We’re hoping that any questions about why the Peninsula planners were not notified of the Planning Commission meeting were resolved at the September 2nd meeting. Because Sevrens was upset, as reported by Julie Stalmer:

“The hearing came as a shock to us,” said Sevrens. “Every civil group was told about the hearing except for us. Apparently what’s happened is the mayor’s office has decided to do something by administration action because legislation takes longer. What they’re proposing is to fight the height limit, but on square footage versus actual height.”

{ 1 comment… read it below or add one }

Geoff Page Geoff Page September 8, 2016 at 3:31 pm

I have to clarify something here because the issue has become muddled. Square footage has absolutely nothing to do with height. What happened on Emerson was that residents saw how tall the building was and rioted. The city issued a Stop Work Order that people mistakenly believed was due to the height complaint but the Stop Work Order says nothing about height.

We originally believed the developer was artificially raising the grade to get a taller building when, in fact, the city granted a permit for a 40-foot tall building that the city still believes is perfectly legal. What they cited the developer for was artificially creating a subterranean garage by building retaining walls and raising the grade around the garage. Although, keep in mind, the DSD approved the plans that clearly showed what the developer planned to do.

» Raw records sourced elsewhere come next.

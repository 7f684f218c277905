//! JSON files for session summaries and checkpoint records.
//!
//! # File Structure
//!
//! ```text
//! <data dir>/
//! ├── sessions/<session-id>.json
//! └── checkpoints/<checkpoint-id>.json
//! ```
//!
//! Every save writes `<id>.json.tmp` first and renames it into place.

use std::fs;
use std::path::Path;

use serde::de::DeserializeOwned;
use serde::Serialize;

use super::records::{CheckpointRecord, SessionSummary};

const SESSIONS_DIR: &str = "sessions";
const CHECKPOINTS_DIR: &str = "checkpoints";

/// Error type for persistence operations.
#[derive(Debug)]
pub enum PersistenceError {
    /// IO error (permission denied, disk full, etc.)
    Io(std::io::Error),
    /// JSON serialization/deserialization error
    Json(serde_json::Error),
    /// Record not found
    NotFound(String),
}

impl std::fmt::Display for PersistenceError {
    fn fmt(&self, f: &mut std::fmt::Formatter<'_>) -> std::fmt::Result {
        match self {
            PersistenceError::Io(e) => write!(f, "IO error: {e}"),
            PersistenceError::Json(e) => write!(f, "JSON error: {e}"),
            PersistenceError::NotFound(id) => write!(f, "Record not found: {id}"),
        }
    }
}

impl std::error::Error for PersistenceError {}

impl From<std::io::Error> for PersistenceError {
    fn from(e: std::io::Error) -> Self {
        PersistenceError::Io(e)
    }
}

impl From<serde_json::Error> for PersistenceError {
    fn from(e: serde_json::Error) -> Self {
        PersistenceError::Json(e)
    }
}

pub fn save_session_summary(root: &Path, summary: &SessionSummary) -> Result<(), PersistenceError> {
    write_record(&root.join(SESSIONS_DIR), summary.id.as_str(), summary)
}

pub fn load_session_summary(
    root: &Path,
    session_id: &str,
) -> Result<SessionSummary, PersistenceError> {
    read_record(&root.join(SESSIONS_DIR), session_id)
}

pub fn save_checkpoint_record(
    root: &Path,
    record: &CheckpointRecord,
) -> Result<(), PersistenceError> {
    write_record(&root.join(CHECKPOINTS_DIR), record.id.as_str(), record)
}

pub fn load_checkpoint_record(
    root: &Path,
    checkpoint_id: &str,
) -> Result<CheckpointRecord, PersistenceError> {
    read_record(&root.join(CHECKPOINTS_DIR), checkpoint_id)
}

/// Every stored checkpoint, oldest first. A missing directory is empty.
pub fn load_checkpoint_records(root: &Path) -> Result<Vec<CheckpointRecord>, PersistenceError> {
    let dir = root.join(CHECKPOINTS_DIR);
    if !dir.exists() {
        return Ok(Vec::new());
    }

    let mut records = Vec::new();
    for entry in fs::read_dir(&dir)? {
        let path = entry?.path();
        if path.extension().and_then(|e| e.to_str()) != Some("json") {
            continue;
        }
        let contents = fs::read_to_string(&path)?;
        records.push(serde_json::from_str::<CheckpointRecord>(&contents)?);
    }
    records.sort_by_key(|r| r.created_at);
    Ok(records)
}

fn write_record<T: Serialize>(dir: &Path, id: &str, value: &T) -> Result<(), PersistenceError> {
    fs::create_dir_all(dir)?;

    let file_path = dir.join(format!("{id}.json"));
    let temp_path = dir.join(format!("{id}.json.tmp"));

    let json = serde_json::to_string_pretty(value)?;
    fs::write(&temp_path, json)?;
    fs::rename(&temp_path, &file_path)?;

    Ok(())
}

fn read_record<T: DeserializeOwned>(dir: &Path, id: &str) -> Result<T, PersistenceError> {
    let file_path = dir.join(format!("{id}.json"));
    if !file_path.exists() {
        return Err(PersistenceError::NotFound(id.to_string()));
    }
    let contents = fs::read_to_string(&file_path)?;
    Ok(serde_json::from_str(&contents)?)
}

#[cfg(test)]
mod tests {
    use super::*;
    use crate::checkpoint::CheckpointId;
    use crate::conversation::{Role, Transcript, TurnContent};
    use crate::engines::EngineKind;
    use crate::session::{Session, SessionId};
    use chrono::{Duration, Utc};
    use std::path::PathBuf;
    use tempfile::tempdir;

    fn make_summary(id: &str) -> SessionSummary {
        let mut session =
            Session::new(SessionId::from(id), EngineKind::Claude, PathBuf::from("/p"));
        session
            .transcript
            .append(Role::User, TurnContent::Text("hi".into()), None);
        SessionSummary::from(&session)
    }

    fn make_record(id: &str, age_secs: i64) -> CheckpointRecord {
        let mut transcript = Transcript::new();
        transcript.append(Role::User, TurnContent::Text("hi".into()), None);
        CheckpointRecord {
            id: CheckpointId::from(id),
            session_id: SessionId::from("s-1"),
            engine_kind: EngineKind::Gemini,
            project_root: PathBuf::from("/p"),
            turn_index_snapshot: transcript.last_index(),
            label: "x".into(),
            created_at: Utc::now() - Duration::seconds(age_secs),
            transcript: transcript.turns().to_vec(),
        }
    }

    #[test]
    fn session_summary_round_trip() {
        let dir = tempdir().unwrap();
        let summary = make_summary("s-1");

        save_session_summary(dir.path(), &summary).unwrap();
        let loaded = load_session_summary(dir.path(), "s-1").unwrap();

        assert_eq!(loaded, summary);
        assert_eq!(loaded.turn_count, 1);
        assert!(dir.path().join("sessions").join("s-1.json").exists());
    }

    #[test]
    fn load_missing_is_not_found() {
        let dir = tempdir().unwrap();
        let result = load_checkpoint_record(dir.path(), "nope");
        assert!(matches!(result, Err(PersistenceError::NotFound(_))));
    }

    #[test]
    fn atomic_write_leaves_no_temp_file() {
        let dir = tempdir().unwrap();
        save_checkpoint_record(dir.path(), &make_record("cp-1", 0)).unwrap();

        let checkpoints = dir.path().join("checkpoints");
        assert!(checkpoints.join("cp-1.json").exists());
        assert!(!checkpoints.join("cp-1.json.tmp").exists());
    }

    #[test]
    fn load_all_checkpoints_sorted_oldest_first() {
        let dir = tempdir().unwrap();
        save_checkpoint_record(dir.path(), &make_record("newer", 1)).unwrap();
        save_checkpoint_record(dir.path(), &make_record("older", 60)).unwrap();
        fs::write(dir.path().join("checkpoints").join("notes.txt"), "x").unwrap();

        let records = load_checkpoint_records(dir.path()).unwrap();
        let ids: Vec<&str> = records.iter().map(|r| r.id.as_str()).collect();
        assert_eq!(ids, vec!["older", "newer"]);
    }

    #[test]
    fn missing_checkpoint_dir_is_empty() {
        let dir = tempdir().unwrap();
        assert!(load_checkpoint_records(dir.path()).unwrap().is_empty());
    }
}
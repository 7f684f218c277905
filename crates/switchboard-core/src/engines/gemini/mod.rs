//! Gemini CLI (`gemini --output-format stream-json`).
//!
//! One process per prompt; tool calls for bridge tools go through the
//! simulated path because the CLI has no structured tool-result input.

mod decode;
mod spawn;
pub mod types;

pub use decode::decode_line;
pub use spawn::build_invocation;
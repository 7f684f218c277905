//! Engine subprocess management.

mod orchestrator;
mod spawn;

pub use orchestrator::{ProcessHandle, ProcessInfo, ProcessOrchestrator};
pub use spawn::{
    EngineProcess, ExitReason, ProcessEvent, PromptDelivery, SpawnConfig, SpawnError, StopKind,
};
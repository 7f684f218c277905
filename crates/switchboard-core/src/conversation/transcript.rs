use chrono::Utc;
use serde::{Deserialize, Serialize};

use super::turn::{Role, TokenUsage, Turn, TurnContent};

/// Ordered turn list. Indices are assigned here and nowhere else.
#[derive(Debug, Clone, Default, PartialEq, Serialize, Deserialize)]
#[serde(rename_all = "camelCase")]
pub struct Transcript {
    turns: Vec<Turn>,
    next_index: u64,
}

impl Transcript {
    pub fn new() -> Self {
        Self::default()
    }

    /// Rebuild from a snapshot; numbering continues after the last turn.
    pub fn from_turns(turns: Vec<Turn>) -> Self {
        let next_index = turns.last().map(|t| t.index + 1).unwrap_or(0);
        Self { turns, next_index }
    }

    pub fn append(
        &mut self,
        role: Role,
        content: TurnContent,
        token_usage: Option<TokenUsage>,
    ) -> &Turn {
        let turn = Turn {
            index: self.next_index,
            role,
            content,
            timestamp: Utc::now(),
            token_usage,
        };
        self.next_index += 1;
        self.turns.push(turn);
        &self.turns[self.turns.len() - 1]
    }

    pub fn turns(&self) -> &[Turn] {
        &self.turns
    }

    pub fn len(&self) -> usize {
        self.turns.len()
    }

    pub fn is_empty(&self) -> bool {
        self.turns.is_empty()
    }

    pub fn last_index(&self) -> Option<u64> {
        self.turns.last().map(|t| t.index)
    }

    /// Index the next appended turn will receive.
    pub fn next_index(&self) -> u64 {
        self.next_index
    }

    /// Turns with `index >= from`.
    pub fn since(&self, from: u64) -> &[Turn] {
        let start = self.turns.partition_point(|t| t.index < from);
        &self.turns[start..]
    }
}

#[cfg(test)]
mod tests {
    use super::*;

    fn text(s: &str) -> TurnContent {
        TurnContent::Text(s.to_string())
    }

    #[test]
    fn indices_are_contiguous() {
        let mut transcript = Transcript::new();
        for i in 0..5 {
            transcript.append(Role::User, text(&i.to_string()), None);
        }
        for pair in transcript.turns().windows(2) {
            assert_eq!(pair[1].index, pair[0].index + 1);
        }
        assert_eq!(transcript.last_index(), Some(4));
    }

    #[test]
    fn from_turns_continues_numbering() {
        let mut original = Transcript::new();
        original.append(Role::User, text("a"), None);
        original.append(Role::Assistant, text("b"), None);

        let mut copy = Transcript::from_turns(original.turns().to_vec());
        let appended = copy.append(Role::User, text("c"), None).index;
        assert_eq!(appended, 2);
        assert_eq!(original.len(), 2);
    }

    #[test]
    fn since_returns_tail() {
        let mut transcript = Transcript::new();
        for s in ["a", "b", "c"] {
            transcript.append(Role::User, text(s), None);
        }
        let tail: Vec<_> = transcript
            .since(1)
            .iter()
            .filter_map(|t| t.content.as_text())
            .collect();
        assert_eq!(tail, vec!["b", "c"]);
        assert!(transcript.since(10).is_empty());
    }
}
use crate::engines::{EngineInvocation, LaunchRequest};
use crate::process::PromptDelivery;

/// Build `claude -p` arguments for one prompt.
///
/// Argument delivery passes the prompt as the value of `-p`; stdin delivery
/// leaves `-p` bare and the CLI reads the prompt from standard input.
pub fn build_invocation(request: &LaunchRequest<'_>) -> EngineInvocation {
    let mut args = vec!["-p".to_string()];
    let stdin_payload = match request.delivery {
        PromptDelivery::Argument => {
            args.push(request.prompt.to_string());
            None
        }
        PromptDelivery::Stdin => Some(request.prompt.to_string()),
    };

    args.extend(
        ["--output-format", "stream-json", "--verbose"]
            .iter()
            .map(|s| s.to_string()),
    );
    if let Some(model) = &request.settings.model {
        args.push("--model".to_string());
        args.push(model.clone());
    }
    if let Some(id) = request.resume {
        args.push("--resume".to_string());
        args.push(id.to_string());
    }
    args.extend(request.settings.extra_args.iter().cloned());

    EngineInvocation {
        args,
        stdin_payload,
    }
}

They are lionizing the developer when the DSD is the culprit.

If a garage structure is considered subterranean, it is not counted against the Floor Area Ratio (FAR). The developer did this because the lot is small and they could only get so much square footage based on the formula. The developer can still build a skinnier 40-foot tall building if they wanted to, with the correct square footage.

The big issue now is to correct the city’s idea that Prop D allows a developer to raise the grade and then do the 30-foot measurement. The DSD believes this is correct, the director of the DSD, Vacchi, said so at the Peninsula Community Planning Board meeting in July. This is ridiculous because the Uniform Building Code (UBC) that the Prop D references is a DESIGN and construction document. Vacchi is saying design first then measure, which is backward. Measure first and design to that is the correct way. Everything else is done this way, the size of the footings, the size of the framing, the materials for siding, the plumbing, etc. are all taken from the UBC to DESIGN a building so why would this one item, the height, be treated differently.

We need to fight this amendment they want to put in the MC so that the current projects cannot be built and we need this raising of the grade idiocy to stop. The city is relying on a city attorney memo that is over 30 years old that I am sure would not hold up to legal scrutiny today. And, when that memo was issued, the City Attorney proposed language to put in the Municipal Code to clarify Prop D meant “existing grade” which I believe is also unnecessary but not harmful except that adding it would exempt all current projects from redesign. This memo and language is in the file I obtained from Vacchi but oddly enough, the city is not proposing this language as a Municipal Code amendment. This battle is far from over.